Süddeutsche Zeitung

Tourismus:Der Berg sendet

Der majestätische Kegel des Fuji ist Japans wichtigstes Wahrzeichen. Wanderer können ihre Videos nun auch hochaufgelöst über das 5G-Netz verschicken. Paradoxerweise könnte das dazu führen, dass weniger Touristen auf den Gipfel steigen.

Von Thomas Hahn, Tokio

Die Bilder der Live-Kameras vom Fuji zeigten am Sonntag ein graues Nichts. Japans höchster und heiliger Berg lag in Wolken. Wer ihn bestieg, musste regenfest sein und auf schöne Aussichten verzichten. Immerhin, Fotos und Filme vom Nebel konnten die Wanderinnen und Wanderer an manchen Stellen des Gipfels ohne Verzögerung versenden. Denn das ist diese Saison neu am Fuji: Mobilfunk nach 5G-Standard. Neben den Göttern, die nach der Nationalreligion Shinto ohnehin schon auf dem Vulkan leben, wirken dort jetzt also auch die Kräfte des superschnellen Internets.

Seit 1. Juli ist die erste von vier Wanderrouten zum 3776 Meter hohen Gipfel des Fuji offen. Bis 10. September kann man hinauf. Eine sehr japanische Tradition lebt wieder auf, nachdem die Klettersaison im vergangenen Jahr wegen des Coronavirus zum ersten Mal komplett ausfiel. In normalen Zeiten besteigen täglich Tausende den Fuji, dicht an dicht, deshalb hatten die Behörden wohl Bedenken. Für dieses Jahr haben sie "neue Manieren für die Fuji-Besteigung im Zeitalter von Covid-19" aufgelegt. Man soll zum Beispiel zwei Meter Abstand zur nächsten Gruppe halten und die Sicherheitsseile am Routenrand nicht berühren.

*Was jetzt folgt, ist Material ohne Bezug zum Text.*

use std::collections::HashMap;

use crate::models::analytics::{
    HoldingMetrics, KindBreakdown, PortfolioMetrics, RiskLevel, SectorSummary,
};
use crate::models::holding::{Holding, InstrumentKind};
use crate::models::settings::Thresholds;

/// Weight above which a single holding is high risk.
const HOLDING_HIGH_RISK_WEIGHT: f64 = 15.0;
/// Weight above which a single holding is medium risk.
const HOLDING_MEDIUM_RISK_WEIGHT: f64 = 8.0;
/// Single-stock limit used for the overweight flag.
const HOLDING_WEIGHT_LIMIT: f64 = 10.0;

const SECTOR_HIGH_RISK_WEIGHT: f64 = 30.0;
const SECTOR_MEDIUM_RISK_WEIGHT: f64 = 20.0;

const HHI_HIGH_RISK: f64 = 30.0;
const HHI_MEDIUM_RISK: f64 = 15.0;

/// Overall risk score add-ons.
const RISK_SECTOR_LIMIT: f64 = 40.0;
const RISK_SECTOR_PENALTY: f64 = 15.0;
const RISK_TOP5_LIMIT: f64 = 60.0;
const RISK_TOP5_PENALTY: f64 = 10.0;

/// Computes [`PortfolioMetrics`] from a normalized holdings array.
///
/// Pure: no I/O, inputs are never mutated, and every division by a
/// possibly-zero denominator yields 0 instead of NaN or infinity.
pub struct MetricsService {
    thresholds: Thresholds,
}

impl MetricsService {
    pub fn new(thresholds: Thresholds) -> Self {
        Self { thresholds }
    }

    pub fn thresholds(&self) -> &Thresholds {
        &self.thresholds
    }

    /// Full metrics pass over `holdings`, all values in `currency`.
    pub fn compute(&self, holdings: &[Holding], currency: &str) -> PortfolioMetrics {
        let total_investment: f64 = holdings.iter().map(Holding::investment).sum();
        let current_value: f64 = holdings.iter().map(Holding::current_value).sum();
        let total_pnl: f64 = holdings.iter().map(|h| h.pnl).sum();
        let day_change: f64 = holdings.iter().map(Holding::day_change_value).sum();

        let weights = holding_weights(holdings);
        let hhi = herfindahl(&weights);
        let hhi_fraction = hhi / 100.0;

        let per_holding: Vec<HoldingMetrics> = holdings
            .iter()
            .zip(&weights)
            .map(|(holding, &weight)| holding_metrics(holding, weight, hhi_fraction))
            .collect();

        let sectors = sector_rollups(&per_holding, current_value);
        let max_sector_weight = sectors.iter().map(|s| s.weight).fold(0.0, f64::max);

        let top5_concentration = top_k_concentration(&weights, 5);
        let top10_concentration = top_k_concentration(&weights, 10);

        // Zero HHI means nothing is held by value; the count is 0 then too
        let effective_holdings = if hhi_fraction > 0.0 {
            1.0 / hhi_fraction
        } else {
            0.0
        };

        let diversification_score = if holdings.is_empty() {
            0.0
        } else {
            diversification_score(hhi, max_sector_weight, &self.thresholds)
        };

        let overall_risk_score = overall_risk_score(hhi, max_sector_weight, top5_concentration);

        PortfolioMetrics {
            currency: currency.to_uppercase(),
            total_investment,
            current_value,
            total_pnl,
            total_pnl_pct: percent_of(total_pnl, total_investment),
            day_change,
            day_change_pct: percent_of(day_change, current_value),
            number_of_holdings: holdings.len(),
            number_of_sectors: sectors.len(),
            hhi,
            effective_holdings,
            top5_concentration,
            top10_concentration,
            max_sector_weight,
            concentration_risk: concentration_risk(hhi),
            diversification_score,
            overall_risk_score,
            largest_holding: largest_holding(&per_holding),
            top_gainer: top_gainer(&per_holding),
            top_loser: top_loser(&per_holding),
            equity: kind_breakdown(&per_holding, InstrumentKind::Equity, current_value),
            funds: kind_breakdown(&per_holding, InstrumentKind::Fund, current_value),
            holdings: per_holding,
            sectors,
        }
    }
}

impl Default for MetricsService {
    fn default() -> Self {
        Self::new(Thresholds::default())
    }
}

// ── Building blocks ─────────────────────────────────────────────────

/// `numerator / denominator × 100`, or 0 when the denominator is not
/// positive or the result is not finite.
pub fn percent_of(numerator: f64, denominator: f64) -> f64 {
    if denominator <= 0.0 {
        return 0.0;
    }
    let pct = numerator / denominator * 100.0;
    if pct.is_finite() { pct } else { 0.0 }
}

/// Weight of each holding in percent of total current value, in input
/// order. All zeros when the total is not positive.
pub fn holding_weights(holdings: &[Holding]) -> Vec<f64> {
    let total: f64 = holdings.iter().map(Holding::current_value).sum();
    holdings
        .iter()
        .map(|h| percent_of(h.current_value(), total))
        .collect()
}

/// Herfindahl-Hirschman index of `weights` (percent), expressed in percent.
/// Equal weights over N holdings give exactly 100 / N.
pub fn herfindahl(weights: &[f64]) -> f64 {
    weights.iter().map(|w| (w / 100.0).powi(2)).sum::<f64>() * 100.0
}

/// Sum of the `k` largest weights.
pub fn top_k_concentration(weights: &[f64], k: usize) -> f64 {
    let mut sorted = weights.to_vec();
    sorted.sort_by(|a, b| b.partial_cmp(a).unwrap_or(std::cmp::Ordering::Equal));
    sorted.iter().take(k).sum()
}

/// `100 − HHI`, minus the configured penalty when the heaviest sector is
/// above the limit, clamped to 0..=100.
pub fn diversification_score(hhi: f64, max_sector_weight: f64, thresholds: &Thresholds) -> f64 {
    let mut score = 100.0 - hhi;
    if max_sector_weight > thresholds.diversification_sector_limit_pct {
        score -= thresholds.diversification_sector_penalty;
    }
    clamp_score(score)
}

pub fn overall_risk_score(hhi: f64, max_sector_weight: f64, top5_concentration: f64) -> f64 {
    let mut score = hhi;
    if max_sector_weight > RISK_SECTOR_LIMIT {
        score += RISK_SECTOR_PENALTY;
    }
    if top5_concentration > RISK_TOP5_LIMIT {
        score += RISK_TOP5_PENALTY;
    }
    clamp_score(score)
}

pub fn concentration_risk(hhi: f64) -> RiskLevel {
    if hhi > HHI_HIGH_RISK {
        RiskLevel::High
    } else if hhi > HHI_MEDIUM_RISK {
        RiskLevel::Medium
    } else {
        RiskLevel::Low
    }
}

fn clamp_score(score: f64) -> f64 {
    if score.is_nan() {
        0.0
    } else {
        score.clamp(0.0, 100.0)
    }
}

fn holding_metrics(holding: &Holding, weight: f64, hhi_fraction: f64) -> HoldingMetrics {
    let share = (weight / 100.0).powi(2);
    let hhi_contribution = if hhi_fraction > 0.0 {
        share / hhi_fraction * 100.0
    } else {
        0.0
    };
    let risk_level = if weight > HOLDING_HIGH_RISK_WEIGHT {
        RiskLevel::High
    } else if weight > HOLDING_MEDIUM_RISK_WEIGHT {
        RiskLevel::Medium
    } else {
        RiskLevel::Low
    };
    HoldingMetrics {
        investment: holding.investment(),
        current_value: holding.current_value(),
        return_pct: holding.return_pct(),
        price_return_pct: holding.price_return_pct(),
        weight,
        hhi_contribution,
        risk_level,
        is_overweight: weight > HOLDING_WEIGHT_LIMIT,
        holding: holding.clone(),
    }
}

/// Group by classification label in first-appearance order, then order the
/// groups by current value (stable, so equal values keep that order).
fn sector_rollups(holdings: &[HoldingMetrics], total_value: f64) -> Vec<SectorSummary> {
    let mut index: HashMap<&str, usize> = HashMap::new();
    let mut sectors: Vec<SectorSummary> = Vec::new();

    for h in holdings {
        let label = h.label();
        let slot = *index.entry(label).or_insert_with(|| {
            sectors.push(SectorSummary {
                name: label.to_string(),
                count: 0,
                investment: 0.0,
                current_value: 0.0,
                pnl: 0.0,
                pnl_pct: 0.0,
                weight: 0.0,
                avg_holding_weight: 0.0,
                max_holding_weight: 0.0,
                risk_level: RiskLevel::Low,
                symbols: Vec::new(),
            });
            sectors.len() - 1
        });
        let sector = &mut sectors[slot];
        sector.count += 1;
        sector.investment += h.investment;
        sector.current_value += h.current_value;
        sector.pnl += h.pnl();
        sector.max_holding_weight = sector.max_holding_weight.max(h.weight);
        sector.symbols.push(h.symbol().to_string());
    }

    for sector in &mut sectors {
        sector.pnl_pct = percent_of(sector.pnl, sector.investment);
        sector.weight = percent_of(sector.current_value, total_value);
        sector.avg_holding_weight = sector.weight / sector.count as f64;
        sector.risk_level = if sector.weight > SECTOR_HIGH_RISK_WEIGHT {
            RiskLevel::High
        } else if sector.weight > SECTOR_MEDIUM_RISK_WEIGHT {
            RiskLevel::Medium
        } else {
            RiskLevel::Low
        };
    }

    sectors.sort_by(|a, b| {
        b.current_value
            .partial_cmp(&a.current_value)
            .unwrap_or(std::cmp::Ordering::Equal)
    });
    sectors
}

fn kind_breakdown(
    holdings: &[HoldingMetrics],
    kind: InstrumentKind,
    total_value: f64,
) -> KindBreakdown {
    let members = holdings.iter().filter(|h| h.holding.kind == kind);
    let mut breakdown = KindBreakdown {
        kind,
        count: 0,
        investment: 0.0,
        current_value: 0.0,
        pnl: 0.0,
        weight: 0.0,
    };
    for h in members {
        breakdown.count += 1;
        breakdown.investment += h.investment;
        breakdown.current_value += h.current_value;
        breakdown.pnl += h.pnl();
    }
    breakdown.weight = percent_of(breakdown.current_value, total_value);
    breakdown
}

/// First holding with the highest current value.
fn largest_holding(holdings: &[HoldingMetrics]) -> Option<HoldingMetrics> {
    holdings
        .iter()
        .fold(None, |best: Option<&HoldingMetrics>, h| match best {
            Some(b) if b.current_value >= h.current_value => Some(b),
            _ => Some(h),
        })
        .cloned()
}

/// First holding with the best price return.
fn top_gainer(holdings: &[HoldingMetrics]) -> Option<HoldingMetrics> {
    holdings
        .iter()
        .fold(None, |best: Option<&HoldingMetrics>, h| match best {
            Some(b) if b.price_return_pct >= h.price_return_pct => Some(b),
            _ => Some(h),
        })
        .cloned()
}

/// Last holding with the worst price return (the tail of a stable
/// best-first ordering).
fn top_loser(holdings: &[HoldingMetrics]) -> Option<HoldingMetrics> {
    holdings
        .iter()
        .fold(None, |worst: Option<&HoldingMetrics>, h| match worst {
            Some(w) if w.price_return_pct < h.price_return_pct => Some(w),
            _ => Some(h),
        })
        .cloned()
}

Das schnelle Internet wirkt da fast wie eine Entschädigung. Sonst hatten Telekommunikations-Unternehmen wie KDDI immer Mobilfunk-Stationen für 4G-Technologie aufgebaut. Jetzt also 5G. "Damit können Sie Videos mit hoher Auflösung senden", sagte ein Firmenvertreter, "bitte haben Sie Freude dabei, sie mit Menschen zu teilen, die nicht auf den Berg kommen können". Die Botschaft lautete: Der Fuji geht mit den Medien der Zeit.

So war es ja immer. Der majestätische Kegel des Fuji ist Japans berühmteste Ikone und eine andauernde Inspiration für die Menschen im Inselstaat. Schon im achten Jahrhundert hat man ihn in Gedichten besungen. Seine markante Silhouette schmückte einst mit Papier bespannte Schiebetüren und Mandalas, mit denen Buddhisten für den Pilger-Tourismus warben. Katsushika Hokusai verbreitete im 19. Jahrhundert via Farbholzschnitt seinen berühmten Zyklus "36 Ansichten des Berges Fuji". Später wurde der Fuji ein Thema für Film und Fotografie. Heute ist er ein Star der sozialen Medien, täglich gepostet und gelikt. Eigentlich logisch, dass er jetzt auch ein Symbol für die fünfte Mobilfunk-Generation ist.

Glänzende PR für den Anbieter? Sicher. Aber diese Art des Marketings hat in Japan durchaus etwas mit echter Liebe zu tun. Der Blick auf den Fuji ist eine Dienstleistung am japanischen Heimatgefühl. Für Shinkansen-Fahrten zwischen Tokio und Kyoto kann man seinen Fensterplatz auf der Fuji-Seite buchen. Die Fuji Dream Airlines aus Shizuoka kam relativ gut durch die Pandemie, weil es Bedarf an Panoramaflügen gibt.

Auf dem Berg selbst war zum Auftakt der Wandersaison allerdings wenig los, berichtet die Zeitung Mainichi. Könnte am Wetter liegen. Oder an der Pandemie - Japan lässt weiterhin keine Auslandstouristen einreisen. Oder an einem Symptom des digitalen Zeitalters, gegen das auch 5G am Fuji nicht hilft: Immer mehr Menschen schauen lieber zu Hause Bilder im Internet an, statt nach stundenlangem Aufstieg selbst welche hineinzustellen.